With any other sport or pastime golf compares favourably.
With cricket? The golfer has nothing to say against that game, if you are a good player. But it is a pastime for the few. The rest have to hang about the pavilion, and see the runs made. With the golfer it is different. He does not require to be even a second-class player, in order to get into matches. Again, the skilful cricketer has to retire when he gets up in years. He might exclaim with Wolsey: 'Had I served my golf as I have served my cricket, she would not thus have deserted me in my old age.' How different it is with golf! It is a game for the many. It suits all sorts and conditions of men. The strong and the weak, the halt and the maimed, the octogenarian and the boy, the rich and the poor, the clergyman and the infidel, may play every clay, except Sunday. The late riser can play comfortably, and be back for his rubber in the afternoon; the sanguine man can measure himself against those who will beat him; the half-crown seeker can find victims, the gambler can bet, the man of high principle, by playing for nothing, may enjoy himself, and yet feel good. You can brag, and lose matches; depreciate yourself, and win them. Unlike the other Scotch game of whisky-drinking, excess in it is not injurious to the health.
Better than fishing, shooting, and hunting? Certainly. These can only be indulged in at certain seasons. They let you die of dyspepsia during the rest of the year. Besides, hunting, you are dependent on horses and foxes for sport; shooting, on birds; fishing, on the hunger of a scaly but fastidious animal. The pleasures of sport are extracted from the sufferings of dumb animals. If horses, grouse, or fish could squeal, sports would be distressful rather than amusing.

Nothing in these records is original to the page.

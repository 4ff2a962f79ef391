use axum::{
    extract::{Extension, Path, Query},
    http::StatusCode,
    response::Response,
    routing::{get, post},
    Json, Router,
};
use rust_decimal::Decimal;
use sea_orm::DatabaseConnection;
use serde::{Deserialize, Serialize};
use std::sync::Arc;

use crate::api::repository;
use crate::entities::order;
use crate::error::ShopError;
use crate::lifecycle::{self, OrderRefs};
use crate::middleware::logging::{to_response, ApiOutcome};
use crate::repository::ShopRepository;
use crate::valuation::{self, LineItem, OrderStatus};

//ROUTERS
pub fn order_router(db: Arc<DatabaseConnection>) -> Router {
    Router::new()
        .route("/orders", get(list_orders))
        .route("/orders/:id", get(get_order).patch(patch_order))
        .route("/orders/:id/place", post(place_order))
        .route("/orders/:id/reopen", post(reopen_order))
        .layer(Extension(db))
}

//ROUTES
async fn list_orders(
    Query(query): Query<OrdersQuery>,
    Extension(db): Extension<Arc<DatabaseConnection>>,
) -> Result<Response, ShopError> {
    let summaries = valuation::order_summaries(&repository(&db), query.user_id).await?;
    Ok(to_response((StatusCode::OK, Json(summaries)), ApiOutcome::Ok))
}

async fn get_order(
    Path(id): Path<i32>,
    Extension(db): Extension<Arc<DatabaseConnection>>,
) -> Result<Response, ShopError> {
    let repo = repository(&db);
    let order = repo
        .find_order(id)
        .await?
        .ok_or_else(|| ShopError::not_found("order", id))?;
    let detail = OrderDetail::load(&repo, order).await?;
    Ok(to_response((StatusCode::OK, Json(detail)), ApiOutcome::Ok))
}

async fn patch_order(
    Path(id): Path<i32>,
    Extension(db): Extension<Arc<DatabaseConnection>>,
    Json(payload): Json<OrderRefs>,
) -> Result<Response, ShopError> {
    let order = lifecycle::update_order_refs(&db, id, payload).await?;
    let detail = OrderDetail::load(&repository(&db), order).await?;
    Ok(to_response((StatusCode::OK, Json(detail)), ApiOutcome::Ok))
}

async fn place_order(
    Path(id): Path<i32>,
    Extension(db): Extension<Arc<DatabaseConnection>>,
) -> Result<Response, ShopError> {
    let order = lifecycle::place_order(&db, id).await?;
    let detail = OrderDetail::load(&repository(&db), order).await?;
    Ok(to_response((StatusCode::OK, Json(detail)), ApiOutcome::Ok))
}

async fn reopen_order(
    Path(id): Path<i32>,
    Extension(db): Extension<Arc<DatabaseConnection>>,
) -> Result<Response, ShopError> {
    let order = lifecycle::reopen_cart(&db, id).await?;
    let detail = OrderDetail::load(&repository(&db), order).await?;
    Ok(to_response((StatusCode::OK, Json(detail)), ApiOutcome::Ok))
}

//Structs
#[derive(Deserialize)]
struct OrdersQuery {
    user_id: Option<i32>,
}

#[derive(Debug, Serialize)]
pub struct OrderDetail {
    #[serde(flatten)]
    order: order::Model,
    status: OrderStatus,
    value: Decimal,
    line_items: Vec<LineItem>,
}

impl OrderDetail {
    pub async fn load<R: ShopRepository>(repo: &R, order: order::Model) -> Result<Self, ShopError> {
        let rows = repo.line_items(&[order.id]).await?;
        Ok(Self {
            status: OrderStatus::of(&order),
            value: valuation::sum_lines(&rows),
            line_items: valuation::rank_line_items(rows),
            order,
        })
    }
}
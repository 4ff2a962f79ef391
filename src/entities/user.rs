use sea_orm::entity::prelude::*;
use serde::Serialize;

#[derive(Clone, Debug, PartialEq, DeriveEntityModel, Serialize)]
#[sea_orm(table_name = "users")]
pub struct Model {
    #[sea_orm(primary_key)]
    pub id: i32,
    pub first_name: String,
    pub last_name: String,
    #[sea_orm(unique)]
    pub email: String,
    //default addresses, ownership is checked on write
    pub billing_id: Option<i32>,
    pub shipping_id: Option<i32>,
    pub created_at: DateTimeUtc,
    pub updated_at: DateTimeUtc,
}

impl Model {
    pub fn full_name(&self) -> String {
        format!("{} {}", self.first_name, self.last_name)
    }
}

#[derive(Copy, Clone, Debug, EnumIter, DeriveRelation)]
pub enum Relation {
    #[sea_orm(has_many = "crate::entities::address::Entity")]
    Address,
    #[sea_orm(has_many = "crate::entities::credit_card::Entity")]
    CreditCard,
    #[sea_orm(has_many = "crate::entities::order::Entity")]
    Order,
}

impl Related<crate::entities::address::Entity> for Entity {
    fn to() -> RelationDef {
        Relation::Address.def()
    }
}

impl Related<crate::entities::credit_card::Entity> for Entity {
    fn to() -> RelationDef {
        Relation::CreditCard.def()
    }
}

impl Related<crate::entities::order::Entity> for Entity {
    fn to() -> RelationDef {
        Relation::Order.def()
    }
}

impl ActiveModelBehavior for ActiveModel {}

Golf has some drawbacks. It is possible, by too much of it, to destroy the mind; a man with a Roman nose and a high forehead may play away his profile. That peculiar mental condition called ' Fifish' probably had its origin in the east of the Kingdom. For the golfer, Nature loses her significance. Larks, the casts of worms, the buzzing of bees, and even children, are hateful to him. I have seen a golfer very angry at getting into a bunker by killing a bird, and rewards of as much as ten shillings have been offered for boys maimed on the links. Rain comes to be regarded solely in its relation to the putting greens; the daisy is detested, botanical specimens are but 'hazards,' twigs 'break clubs.' Winds cease to be east, south, west, or north. They are ahead, behind, or sideways, and the sky is bright or dark, according to the state of the game.
A cause of the comparative obscurity of golf is that the subject cannot easily be treated by the novelist. Golf has no Hawley Smart. Its Whyte Melville did not write, but played. You can ride at a stone wall for love and the lady, but what part can she take in driving at a bunker? It is natural that Lady Diana should fall in love with Nimrod when she finds him in the plough, stunned, broken-legged, the brush, which he had wrested from the fox as he fell, firm in his lifeless grasp. But if beauty found us prone on the putting green, a 27 1/2 imbedded in our gory locks, she might send us home to be trepanned; but nothing could come of it, a red coat notwithstanding. No! at golf ladies are simply in the road. Riding to hounds and opening five-barred gates, soft nothings may be whispered, but it is impossible at the same moment to putt and to cast languishing glances. If the dear one be near you at the tee, she may get her teeth knocked out, and even between the shots arms dare not steal round waists, lest the party behind should call out ' fore!' I have seen a golfing novel indeed; but it was in manuscript, the publishers having rejected it. The scene was St. Andrews. He was a soldier, a statesman, an orator, but only a seventh-class golfer. She, being St. Andrews born, naturally preferred a rising player. Whichever of the two made the best medal score was to have her hand. The soldier employed a lad to kick his adversary's ball into bunkers, to tramp it into mud, to lose it, and he won; but the lady would not give her hand to a score of 130. Six months passed, during which the soldier studied the game morning", noon, and night, but to little purpose. Next medal-day arrived, and he was face to face with the fact that his golf, unbacked by his statesmanship, would avail him nothing. He hired and disguised a professional in his own clothes. The ruse was successful; but, alas! the professional broke clown. The soldier, disguised as a marker, however, cheated, and brought him in with 83. A three for the long hole roused suspicion, and led to inquiry. He was found out, dismissed from the club, rejected by the lady (who afterwards made an unhappy marriage with a left-handed player), and sent back in disgrace to his statesmanship and oratory. It was as good a romance as could be made on the subject, but very improbable.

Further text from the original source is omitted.